Between Cross and Resurrection: A Theology of Holy Saturday – Alan Lewis

On the seventh day God rested. It’s interesting to think about how the Christian community has made the connection between the sabbath day of the Old Testament and the Lord’s day of Jesus resurrection. Not that I disagree – it makes perfect biblical and theological sense. It’s just that when we get to the Easter holiday we run smack into the Old Testament configuration of sabbath – Holy Saturday. It’s a day that goes unnoticed in the protestant tradition, which might, in the end, be the best way to commemorate it. It is the second day of Easter… the day in which nothing happens. The day in which God “rests” in the tomb. 

We’ve all experienced those moments – we know that something is going to happen, we’ve been waiting for it, planning for it, we’re in many ways ready for it, only to find ourselves in suspended time. Waiting. In these moments we become consious of time, conscious of our own historical existence, we become aware of things usually taken for granted. We wait… for the word to be spoken, for the announcement to be made, for the visitor to arrive.

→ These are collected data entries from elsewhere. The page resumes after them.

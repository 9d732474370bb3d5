//! Yahoo Finance data providers.

pub mod prices;

pub use prices::YahooPriceProvider;
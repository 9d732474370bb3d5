//! Point-in-time values.

use super::finite;
use crate::series::AlignedSeries;

/// Most recent present value.
pub fn latest_value(series: &AlignedSeries) -> Option<f64> {
    series.latest()
}

/// Latest numerator over latest denominator.
///
/// Each side is located by its own backward scan, so the two values may come
/// from different quarters.
pub fn latest_ratio(numerator: &AlignedSeries, denominator: &AlignedSeries) -> Option<f64> {
    let num = numerator.latest()?;
    let den = denominator.latest()?;
    if den == 0.0 {
        return None;
    }
    finite(num / den)
}

#[cfg(test)]
mod tests {
    use super::*;
    use approx::assert_relative_eq;

    #[test]
    fn test_latest_value_scans_backward() {
        let s = AlignedSeries::from_values(vec![Some(1.0), Some(2.0), None, None]);
        assert_eq!(latest_value(&s), Some(2.0));
        assert_eq!(latest_value(&AlignedSeries::absent(4)), None);
        assert_eq!(latest_value(&AlignedSeries::default()), None);
    }

    #[test]
    fn test_latest_ratio_uses_independent_scans() {
        let debt = AlignedSeries::from_values(vec![Some(40.0), Some(50.0), Some(60.0)]);
        let assets = AlignedSeries::from_values(vec![Some(100.0), Some(200.0), None]);
        assert_relative_eq!(latest_ratio(&debt, &assets).unwrap(), 0.3);
    }

    #[test]
    fn test_latest_ratio_missing_side() {
        let some = AlignedSeries::from_values(vec![Some(1.0)]);
        let none = AlignedSeries::absent(1);
        assert_eq!(latest_ratio(&some, &none), None);
        assert_eq!(latest_ratio(&none, &some), None);
    }

    #[test]
    fn test_latest_ratio_zero_denominator() {
        let num = AlignedSeries::from_values(vec![Some(1.0)]);
        let den = AlignedSeries::from_values(vec![Some(0.0)]);
        assert_eq!(latest_ratio(&num, &den), None);
    }
}
//! Error types for data operations.

use thiserror::Error;

/// Result type for data operations.
pub type Result<T> = std::result::Result<T, DataError>;

/// Errors that can occur during data operations.
#[derive(Debug, Error)]
pub enum DataError {
    /// Yahoo Finance API error
    #[error("Yahoo Finance API error: {0}")]
    YahooApi(String),

    /// Database error
    #[error("Database error: {0}")]
    Database(#[from] rusqlite::Error),

    /// CSV reading error
    #[error("CSV error: {0}")]
    Csv(#[from] csv::Error),

    /// Data parsing error
    #[error("Data parsing error: {0}")]
    Parse(String),

    /// Missing data
    #[error("Missing data for {ticker}: {reason}")]
    MissingData {
        /// Ticker that was queried
        ticker: String,
        /// Reason for missing data
        reason: String,
    },

    /// Time conversion error
    #[error("Time conversion error: {0}")]
    TimeConversion(String),

    /// Invalid ticker
    #[error("Invalid ticker: {0}")]
    InvalidTicker(String),

    /// IO error
    #[error("IO error: {0}")]
    Io(#[from] std::io::Error),
}

impl From<yahoo_finance_api::YahooError> for DataError {
    fn from(err: yahoo_finance_api::YahooError) -> Self {
        Self::YahooApi(err.to_string())
    }
}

Often, these are painful moments, anxious moments, waiting for good news in the face of tragedy or illness. But not always – sometimes they are momenets of joy and celebration that can barely be contained.

On Holy Saturday we remember that our God, in Jesus Christ, has experienced such moments. The horror and tragedy of Good Friday gives way to a day of rest, a day of waiting, a day in which God experienced a moment pregnant with anticipation. Holy Saturday is the seventh day when God rested from God’s work, when God waited for the dawning of the first day of the week, or as some in the early church referred to it, the “eighth day” of creation. Holy Satuday is the pregnant momement between the death of the firstborn in Egypt and the first steps taken toward the promised land; its the inward breath that precedes the word that is spoken announcing Good News. Holy Saturday is the sabbath of God in the truest sense, a day when God enters into the human experience of anticipation, a moment pregnant with divine possibility. 

Tomorrow is Easter. The “good news” comes tomorrow. Today… we wait.